## Work to complete
Only the records, repeated exactly, should make up the response.

## The records
-- Opening Marker --

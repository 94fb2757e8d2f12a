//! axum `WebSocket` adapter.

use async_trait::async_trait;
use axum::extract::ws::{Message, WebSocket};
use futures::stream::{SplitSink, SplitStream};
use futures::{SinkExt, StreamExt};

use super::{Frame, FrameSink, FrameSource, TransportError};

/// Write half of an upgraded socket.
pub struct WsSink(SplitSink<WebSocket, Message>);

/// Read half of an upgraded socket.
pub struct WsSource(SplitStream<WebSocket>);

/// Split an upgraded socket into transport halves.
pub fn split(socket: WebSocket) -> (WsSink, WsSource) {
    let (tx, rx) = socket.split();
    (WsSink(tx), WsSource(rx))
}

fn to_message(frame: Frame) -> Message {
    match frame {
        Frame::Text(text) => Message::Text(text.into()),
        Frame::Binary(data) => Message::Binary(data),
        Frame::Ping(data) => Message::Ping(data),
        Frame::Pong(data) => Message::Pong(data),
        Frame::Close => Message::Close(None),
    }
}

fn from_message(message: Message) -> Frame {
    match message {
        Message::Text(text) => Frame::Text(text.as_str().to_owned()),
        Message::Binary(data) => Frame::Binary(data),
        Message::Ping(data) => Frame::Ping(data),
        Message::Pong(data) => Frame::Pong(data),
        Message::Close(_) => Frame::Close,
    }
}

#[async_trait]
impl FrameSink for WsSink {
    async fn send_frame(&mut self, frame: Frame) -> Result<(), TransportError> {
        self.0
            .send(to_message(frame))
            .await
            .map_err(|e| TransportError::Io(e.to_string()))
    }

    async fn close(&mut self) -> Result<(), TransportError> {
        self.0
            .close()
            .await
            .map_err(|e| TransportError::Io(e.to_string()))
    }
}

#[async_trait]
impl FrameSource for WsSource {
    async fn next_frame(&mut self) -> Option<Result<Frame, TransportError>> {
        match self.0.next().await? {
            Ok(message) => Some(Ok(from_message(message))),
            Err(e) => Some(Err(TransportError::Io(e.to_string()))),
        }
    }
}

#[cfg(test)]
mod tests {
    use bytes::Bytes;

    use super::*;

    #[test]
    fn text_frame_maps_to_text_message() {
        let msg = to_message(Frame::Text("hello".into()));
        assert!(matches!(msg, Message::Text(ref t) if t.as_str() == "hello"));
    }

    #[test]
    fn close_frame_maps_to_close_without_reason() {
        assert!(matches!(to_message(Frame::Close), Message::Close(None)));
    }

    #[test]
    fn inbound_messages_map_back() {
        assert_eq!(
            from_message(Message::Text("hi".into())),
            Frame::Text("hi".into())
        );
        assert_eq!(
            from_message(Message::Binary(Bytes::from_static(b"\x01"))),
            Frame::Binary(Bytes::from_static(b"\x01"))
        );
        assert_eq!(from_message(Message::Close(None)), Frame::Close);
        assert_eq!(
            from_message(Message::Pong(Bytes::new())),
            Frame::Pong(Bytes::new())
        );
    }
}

-- Closing Marker --

## Written answer
repository 94fb2757e8d2f12a
//! axum `WebSocket` adapter.

use async_trait::async_trait;
use axum::extract::ws::{Message, WebSocket};
use futures::stream::{SplitSink, SplitStream};
use futures::{SinkExt, StreamExt};

use super::{Frame, FrameSink, FrameSource, TransportError};

/// Write half of an upgraded socket.
pub struct WsSink(SplitSink<WebSocket, Message>);

/// Read half of an upgraded socket.
pub struct WsSource(SplitStream<WebSocket>);

/// Split an upgraded socket into transport halves.
pub fn split(socket: WebSocket) -> (WsSink, WsSource) {
    let (tx, rx) = socket.split();
    (WsSink(tx), WsSource(rx))
}

fn to_message(frame: Frame) -> Message {
    match frame {
        Frame::Text(text) => Message::Text(text.into()),
        Frame::Binary(data) => Message::Binary(data),
        Frame::Ping(data) => Message::Ping(data),
        Frame::Pong(data) => Message::Pong(data),
        Frame::Close => Message::Close(None),
    }
}

fn from_message(message: Message) -> Frame {
    match message {
        Message::Text(text) => Frame::Text(text.as_str().to_owned()),
        Message::Binary(data) => Frame::Binary(data),
        Message::Ping(data) => Frame::Ping(data),
        Message::Pong(data) => Frame::Pong(data),
        Message::Close(_) => Frame::Close,
    }
}

#[async_trait]
impl FrameSink for WsSink {
    async fn send_frame(&mut self, frame: Frame) -> Result<(), TransportError> {
        self.0
            .send(to_message(frame))
            .await
            .map_err(|e| TransportError::Io(e.to_string()))
    }

    async fn close(&mut self) -> Result<(), TransportError> {
        self.0
            .close()
            .await
            .map_err(|e| TransportError::Io(e.to_string()))
    }
}

#[async_trait]
impl FrameSource for WsSource {
    async fn next_frame(&mut self) -> Option<Result<Frame, TransportError>> {
        match self.0.next().await? {
            Ok(message) => Some(Ok(from_message(message))),
            Err(e) => Some(Err(TransportError::Io(e.to_string()))),
        }
    }
}

#[cfg(test)]
mod tests {
    use bytes::Bytes;

    use super::*;

    #[test]
    fn text_frame_maps_to_text_message() {
        let msg = to_message(Frame::Text("hello".into()));
        assert!(matches!(msg, Message::Text(ref t) if t.as_str() == "hello"));
    }

    #[test]
    fn close_frame_maps_to_close_without_reason() {
        assert!(matches!(to_message(Frame::Close), Message::Close(None)));
    }

    #[test]
    fn inbound_messages_map_back() {
        assert_eq!(
            from_message(Message::Text("hi".into())),
            Frame::Text("hi".into())
        );
        assert_eq!(
            from_message(Message::Binary(Bytes::from_static(b"\x01"))),
            Frame::Binary(Bytes::from_static(b"\x01"))
        );
        assert_eq!(from_message(Message::Close(None)), Frame::Close);
        assert_eq!(
            from_message(Message::Pong(Bytes::new())),
            Frame::Pong(Bytes::new())
        );
    }
}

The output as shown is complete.